Copies of all lines that contain "swapped" are needed; take them from the data below.
=== Section Start ===
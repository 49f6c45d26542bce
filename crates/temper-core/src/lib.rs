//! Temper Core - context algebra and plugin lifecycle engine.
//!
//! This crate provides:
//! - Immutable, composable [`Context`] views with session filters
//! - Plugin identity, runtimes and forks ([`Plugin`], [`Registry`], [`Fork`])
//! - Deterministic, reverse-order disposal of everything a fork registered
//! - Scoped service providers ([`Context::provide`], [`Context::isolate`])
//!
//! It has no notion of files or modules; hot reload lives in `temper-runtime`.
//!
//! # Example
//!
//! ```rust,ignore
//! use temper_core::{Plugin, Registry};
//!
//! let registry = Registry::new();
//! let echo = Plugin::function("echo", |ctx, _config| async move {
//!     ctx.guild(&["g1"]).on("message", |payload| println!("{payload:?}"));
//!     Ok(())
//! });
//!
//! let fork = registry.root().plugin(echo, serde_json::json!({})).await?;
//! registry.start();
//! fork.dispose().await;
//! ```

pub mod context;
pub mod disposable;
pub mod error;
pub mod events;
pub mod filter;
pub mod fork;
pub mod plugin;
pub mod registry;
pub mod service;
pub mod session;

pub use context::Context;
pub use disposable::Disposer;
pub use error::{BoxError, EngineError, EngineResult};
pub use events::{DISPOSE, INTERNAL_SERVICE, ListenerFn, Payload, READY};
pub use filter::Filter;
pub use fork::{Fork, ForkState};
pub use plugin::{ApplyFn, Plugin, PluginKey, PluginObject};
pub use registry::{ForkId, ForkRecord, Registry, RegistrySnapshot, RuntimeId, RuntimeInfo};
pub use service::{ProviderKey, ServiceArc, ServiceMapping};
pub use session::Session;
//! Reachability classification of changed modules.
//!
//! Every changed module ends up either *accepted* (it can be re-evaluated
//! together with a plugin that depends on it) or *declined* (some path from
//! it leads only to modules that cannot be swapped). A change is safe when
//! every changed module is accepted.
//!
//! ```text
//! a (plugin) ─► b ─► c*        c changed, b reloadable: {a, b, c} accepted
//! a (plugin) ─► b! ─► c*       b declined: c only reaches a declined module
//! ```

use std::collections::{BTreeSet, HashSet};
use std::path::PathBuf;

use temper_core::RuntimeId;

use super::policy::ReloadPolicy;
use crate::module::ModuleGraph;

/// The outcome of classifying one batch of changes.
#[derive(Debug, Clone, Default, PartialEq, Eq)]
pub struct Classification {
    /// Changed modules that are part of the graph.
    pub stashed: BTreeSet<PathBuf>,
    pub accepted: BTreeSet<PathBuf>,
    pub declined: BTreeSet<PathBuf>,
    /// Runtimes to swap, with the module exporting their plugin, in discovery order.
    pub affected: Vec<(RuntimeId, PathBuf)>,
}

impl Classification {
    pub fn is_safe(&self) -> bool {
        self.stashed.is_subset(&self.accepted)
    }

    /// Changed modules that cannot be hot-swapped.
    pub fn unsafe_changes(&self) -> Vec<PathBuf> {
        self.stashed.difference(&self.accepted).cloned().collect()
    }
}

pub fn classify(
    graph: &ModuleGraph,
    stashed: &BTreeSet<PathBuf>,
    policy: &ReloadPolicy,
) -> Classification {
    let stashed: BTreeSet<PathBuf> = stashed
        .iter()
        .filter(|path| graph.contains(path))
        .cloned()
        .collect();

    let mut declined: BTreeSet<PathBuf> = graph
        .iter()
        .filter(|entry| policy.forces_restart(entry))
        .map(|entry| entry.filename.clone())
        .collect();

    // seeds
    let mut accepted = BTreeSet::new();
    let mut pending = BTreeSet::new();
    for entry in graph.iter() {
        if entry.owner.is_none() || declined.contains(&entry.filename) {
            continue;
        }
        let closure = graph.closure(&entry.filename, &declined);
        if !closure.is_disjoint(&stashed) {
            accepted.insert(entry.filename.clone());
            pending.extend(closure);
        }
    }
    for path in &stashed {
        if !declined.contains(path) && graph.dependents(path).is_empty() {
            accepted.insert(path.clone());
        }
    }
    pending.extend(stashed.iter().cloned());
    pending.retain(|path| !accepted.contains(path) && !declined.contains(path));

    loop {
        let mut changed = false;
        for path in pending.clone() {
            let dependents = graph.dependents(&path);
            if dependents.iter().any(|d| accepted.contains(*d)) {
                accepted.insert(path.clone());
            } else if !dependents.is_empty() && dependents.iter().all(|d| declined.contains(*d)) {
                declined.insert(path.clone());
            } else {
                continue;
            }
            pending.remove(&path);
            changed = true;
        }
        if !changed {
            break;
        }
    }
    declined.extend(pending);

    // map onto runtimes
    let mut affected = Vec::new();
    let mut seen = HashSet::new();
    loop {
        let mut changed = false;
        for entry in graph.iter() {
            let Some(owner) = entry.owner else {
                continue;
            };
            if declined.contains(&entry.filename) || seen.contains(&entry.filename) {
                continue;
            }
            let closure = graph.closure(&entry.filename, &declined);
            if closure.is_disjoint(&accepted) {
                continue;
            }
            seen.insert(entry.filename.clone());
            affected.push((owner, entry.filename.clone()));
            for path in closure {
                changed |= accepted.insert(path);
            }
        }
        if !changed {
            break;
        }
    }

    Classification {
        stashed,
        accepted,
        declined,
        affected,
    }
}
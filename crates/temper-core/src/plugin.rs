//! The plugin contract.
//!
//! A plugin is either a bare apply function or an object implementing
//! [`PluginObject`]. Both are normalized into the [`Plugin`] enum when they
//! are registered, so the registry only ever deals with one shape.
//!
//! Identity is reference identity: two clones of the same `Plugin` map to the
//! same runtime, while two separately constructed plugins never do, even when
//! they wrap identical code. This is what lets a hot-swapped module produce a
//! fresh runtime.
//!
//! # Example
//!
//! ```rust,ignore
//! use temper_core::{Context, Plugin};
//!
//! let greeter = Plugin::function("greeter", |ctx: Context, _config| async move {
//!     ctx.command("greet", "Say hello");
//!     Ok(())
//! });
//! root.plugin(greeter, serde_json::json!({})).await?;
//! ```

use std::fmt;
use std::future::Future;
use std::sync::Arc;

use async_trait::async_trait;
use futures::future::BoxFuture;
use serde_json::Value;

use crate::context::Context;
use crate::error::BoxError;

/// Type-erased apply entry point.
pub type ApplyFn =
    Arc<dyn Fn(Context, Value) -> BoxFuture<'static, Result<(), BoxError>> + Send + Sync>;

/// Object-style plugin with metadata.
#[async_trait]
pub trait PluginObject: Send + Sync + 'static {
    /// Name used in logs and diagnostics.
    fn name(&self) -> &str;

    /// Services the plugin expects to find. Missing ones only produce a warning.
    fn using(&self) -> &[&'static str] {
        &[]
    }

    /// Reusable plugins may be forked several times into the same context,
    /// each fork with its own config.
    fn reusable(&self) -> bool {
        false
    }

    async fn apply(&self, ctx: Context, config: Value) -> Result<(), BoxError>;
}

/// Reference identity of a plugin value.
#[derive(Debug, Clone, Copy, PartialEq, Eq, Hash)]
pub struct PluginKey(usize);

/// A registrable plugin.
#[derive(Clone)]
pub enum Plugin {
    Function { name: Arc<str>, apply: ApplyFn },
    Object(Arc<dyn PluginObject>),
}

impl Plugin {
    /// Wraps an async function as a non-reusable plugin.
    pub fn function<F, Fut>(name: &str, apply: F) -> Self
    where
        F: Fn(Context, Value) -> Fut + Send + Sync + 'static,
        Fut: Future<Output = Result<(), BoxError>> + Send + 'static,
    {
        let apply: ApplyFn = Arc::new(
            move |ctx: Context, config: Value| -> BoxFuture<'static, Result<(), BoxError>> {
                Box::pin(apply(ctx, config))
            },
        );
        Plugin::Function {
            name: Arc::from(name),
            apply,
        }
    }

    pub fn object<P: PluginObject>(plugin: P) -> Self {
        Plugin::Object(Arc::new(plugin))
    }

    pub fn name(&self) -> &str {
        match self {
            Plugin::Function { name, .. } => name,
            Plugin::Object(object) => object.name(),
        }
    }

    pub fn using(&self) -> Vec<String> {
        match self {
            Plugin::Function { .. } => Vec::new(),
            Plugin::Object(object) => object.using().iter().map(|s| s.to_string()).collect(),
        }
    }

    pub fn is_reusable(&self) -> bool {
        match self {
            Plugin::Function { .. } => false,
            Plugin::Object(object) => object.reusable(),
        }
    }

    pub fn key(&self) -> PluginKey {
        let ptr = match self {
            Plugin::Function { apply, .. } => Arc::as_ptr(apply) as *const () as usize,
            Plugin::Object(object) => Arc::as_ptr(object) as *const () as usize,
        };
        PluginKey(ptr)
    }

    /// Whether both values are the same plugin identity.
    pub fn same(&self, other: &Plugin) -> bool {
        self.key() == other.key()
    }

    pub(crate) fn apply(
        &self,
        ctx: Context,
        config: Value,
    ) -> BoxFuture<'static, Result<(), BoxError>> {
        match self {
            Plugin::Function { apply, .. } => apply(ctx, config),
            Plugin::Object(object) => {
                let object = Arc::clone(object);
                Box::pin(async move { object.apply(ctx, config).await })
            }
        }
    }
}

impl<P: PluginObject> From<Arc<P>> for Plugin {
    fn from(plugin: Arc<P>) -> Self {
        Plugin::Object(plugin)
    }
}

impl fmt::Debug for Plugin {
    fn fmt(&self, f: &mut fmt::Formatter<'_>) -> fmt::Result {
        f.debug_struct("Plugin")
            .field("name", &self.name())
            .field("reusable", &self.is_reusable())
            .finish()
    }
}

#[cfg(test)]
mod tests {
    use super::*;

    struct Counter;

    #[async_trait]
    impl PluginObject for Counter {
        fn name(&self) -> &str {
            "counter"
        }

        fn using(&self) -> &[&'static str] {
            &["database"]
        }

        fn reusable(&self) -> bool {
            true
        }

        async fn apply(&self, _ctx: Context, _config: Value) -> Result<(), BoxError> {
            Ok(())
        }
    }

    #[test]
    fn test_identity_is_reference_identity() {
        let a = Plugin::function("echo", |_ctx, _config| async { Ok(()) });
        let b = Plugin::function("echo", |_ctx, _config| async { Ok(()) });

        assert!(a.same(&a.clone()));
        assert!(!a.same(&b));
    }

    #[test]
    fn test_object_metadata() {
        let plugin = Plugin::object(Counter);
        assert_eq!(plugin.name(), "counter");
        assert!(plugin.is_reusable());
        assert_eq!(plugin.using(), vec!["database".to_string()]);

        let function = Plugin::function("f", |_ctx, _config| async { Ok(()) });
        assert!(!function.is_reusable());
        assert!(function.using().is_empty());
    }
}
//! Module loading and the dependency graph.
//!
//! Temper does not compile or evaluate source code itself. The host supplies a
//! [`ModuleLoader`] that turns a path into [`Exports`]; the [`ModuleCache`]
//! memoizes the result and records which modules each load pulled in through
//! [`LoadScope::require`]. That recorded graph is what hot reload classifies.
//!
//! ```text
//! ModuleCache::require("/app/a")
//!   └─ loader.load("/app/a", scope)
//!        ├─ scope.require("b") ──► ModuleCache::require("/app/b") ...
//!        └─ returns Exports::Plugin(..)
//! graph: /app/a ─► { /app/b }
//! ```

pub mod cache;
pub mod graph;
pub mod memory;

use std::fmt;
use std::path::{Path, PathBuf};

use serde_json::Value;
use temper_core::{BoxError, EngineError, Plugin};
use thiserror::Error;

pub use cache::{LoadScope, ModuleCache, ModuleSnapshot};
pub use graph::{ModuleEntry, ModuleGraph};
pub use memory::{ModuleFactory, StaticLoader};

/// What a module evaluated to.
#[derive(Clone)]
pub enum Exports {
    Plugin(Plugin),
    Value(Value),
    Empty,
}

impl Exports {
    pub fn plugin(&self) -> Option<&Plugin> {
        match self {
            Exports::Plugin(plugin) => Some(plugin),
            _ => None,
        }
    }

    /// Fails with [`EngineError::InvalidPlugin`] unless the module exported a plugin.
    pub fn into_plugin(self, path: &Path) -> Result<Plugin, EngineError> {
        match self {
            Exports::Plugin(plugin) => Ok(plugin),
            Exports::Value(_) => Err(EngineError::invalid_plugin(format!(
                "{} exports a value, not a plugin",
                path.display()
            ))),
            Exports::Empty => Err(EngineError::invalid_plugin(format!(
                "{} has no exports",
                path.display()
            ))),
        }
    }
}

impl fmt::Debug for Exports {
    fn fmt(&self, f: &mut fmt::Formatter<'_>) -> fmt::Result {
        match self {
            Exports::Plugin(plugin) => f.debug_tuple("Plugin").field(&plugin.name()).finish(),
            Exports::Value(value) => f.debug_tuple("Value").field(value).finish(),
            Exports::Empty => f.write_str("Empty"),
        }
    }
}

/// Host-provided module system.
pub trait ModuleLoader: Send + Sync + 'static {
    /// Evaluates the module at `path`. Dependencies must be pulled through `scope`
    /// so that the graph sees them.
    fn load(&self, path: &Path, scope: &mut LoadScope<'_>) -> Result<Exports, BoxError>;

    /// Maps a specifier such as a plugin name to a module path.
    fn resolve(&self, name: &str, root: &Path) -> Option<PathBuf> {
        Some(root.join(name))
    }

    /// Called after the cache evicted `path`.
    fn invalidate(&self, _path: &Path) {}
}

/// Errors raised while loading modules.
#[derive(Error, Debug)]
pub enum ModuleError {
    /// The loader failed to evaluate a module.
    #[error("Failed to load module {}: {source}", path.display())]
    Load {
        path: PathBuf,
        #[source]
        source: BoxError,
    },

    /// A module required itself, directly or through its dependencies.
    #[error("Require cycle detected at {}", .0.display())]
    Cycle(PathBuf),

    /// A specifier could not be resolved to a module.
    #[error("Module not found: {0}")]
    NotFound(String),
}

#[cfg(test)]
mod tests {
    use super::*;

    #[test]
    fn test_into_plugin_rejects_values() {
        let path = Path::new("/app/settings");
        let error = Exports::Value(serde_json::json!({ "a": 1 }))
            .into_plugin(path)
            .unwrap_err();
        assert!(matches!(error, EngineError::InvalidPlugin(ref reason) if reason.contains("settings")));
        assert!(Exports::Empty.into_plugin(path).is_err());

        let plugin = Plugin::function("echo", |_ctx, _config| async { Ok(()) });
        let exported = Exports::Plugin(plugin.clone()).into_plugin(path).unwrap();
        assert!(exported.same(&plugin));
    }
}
=== Section End ===
=== Section Start ===
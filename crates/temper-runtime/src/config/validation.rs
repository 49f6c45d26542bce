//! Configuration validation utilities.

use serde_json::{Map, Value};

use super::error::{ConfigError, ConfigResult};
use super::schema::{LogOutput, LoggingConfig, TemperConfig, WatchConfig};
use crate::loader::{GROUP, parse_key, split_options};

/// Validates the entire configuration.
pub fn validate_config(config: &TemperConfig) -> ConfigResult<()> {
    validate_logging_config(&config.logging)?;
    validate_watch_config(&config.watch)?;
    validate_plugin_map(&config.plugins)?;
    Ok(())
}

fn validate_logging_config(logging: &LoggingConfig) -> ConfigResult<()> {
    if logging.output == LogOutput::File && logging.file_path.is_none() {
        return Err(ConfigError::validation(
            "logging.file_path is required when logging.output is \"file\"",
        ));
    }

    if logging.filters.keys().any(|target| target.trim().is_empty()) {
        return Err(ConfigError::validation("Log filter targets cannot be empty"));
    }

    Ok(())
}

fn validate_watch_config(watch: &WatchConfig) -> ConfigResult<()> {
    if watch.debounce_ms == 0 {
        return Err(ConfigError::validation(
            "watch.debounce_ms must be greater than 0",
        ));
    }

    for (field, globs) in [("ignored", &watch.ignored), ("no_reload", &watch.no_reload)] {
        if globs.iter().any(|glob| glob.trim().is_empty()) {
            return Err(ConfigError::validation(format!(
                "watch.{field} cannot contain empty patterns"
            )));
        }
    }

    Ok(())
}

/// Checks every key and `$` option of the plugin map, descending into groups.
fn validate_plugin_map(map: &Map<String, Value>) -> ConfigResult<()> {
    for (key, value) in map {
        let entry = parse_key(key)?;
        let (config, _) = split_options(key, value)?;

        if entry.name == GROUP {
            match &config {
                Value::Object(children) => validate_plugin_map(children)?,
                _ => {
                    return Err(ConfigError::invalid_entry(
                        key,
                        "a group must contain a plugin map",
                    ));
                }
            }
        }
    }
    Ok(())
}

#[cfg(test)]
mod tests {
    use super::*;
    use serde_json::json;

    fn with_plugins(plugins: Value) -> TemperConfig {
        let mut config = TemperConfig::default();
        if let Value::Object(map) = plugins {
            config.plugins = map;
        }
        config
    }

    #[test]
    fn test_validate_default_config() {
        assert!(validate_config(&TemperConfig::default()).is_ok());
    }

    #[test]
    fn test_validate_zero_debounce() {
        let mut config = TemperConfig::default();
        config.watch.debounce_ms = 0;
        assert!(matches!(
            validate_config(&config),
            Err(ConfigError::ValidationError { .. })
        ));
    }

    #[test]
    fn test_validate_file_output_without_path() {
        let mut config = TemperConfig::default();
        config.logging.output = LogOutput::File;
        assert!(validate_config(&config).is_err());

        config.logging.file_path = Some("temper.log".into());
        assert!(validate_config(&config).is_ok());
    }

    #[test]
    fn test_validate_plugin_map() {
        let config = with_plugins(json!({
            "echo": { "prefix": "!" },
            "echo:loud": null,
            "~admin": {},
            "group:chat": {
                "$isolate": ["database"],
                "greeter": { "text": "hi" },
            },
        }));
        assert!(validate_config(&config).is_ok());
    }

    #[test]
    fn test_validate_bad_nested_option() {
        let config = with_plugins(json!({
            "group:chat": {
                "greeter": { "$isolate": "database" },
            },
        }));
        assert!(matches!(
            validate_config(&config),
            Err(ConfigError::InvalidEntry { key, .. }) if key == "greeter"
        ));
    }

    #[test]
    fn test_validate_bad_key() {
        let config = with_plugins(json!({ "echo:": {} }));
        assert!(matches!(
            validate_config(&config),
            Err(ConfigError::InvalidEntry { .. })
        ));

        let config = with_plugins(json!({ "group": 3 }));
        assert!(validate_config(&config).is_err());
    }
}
=== Section End ===
| Exercise solution |
//! it leads only to modules that cannot be swapped). A change is safe when
    /// Changed modules that cannot be hot-swapped.
//! they wrap identical code. This is what lets a hot-swapped module produce a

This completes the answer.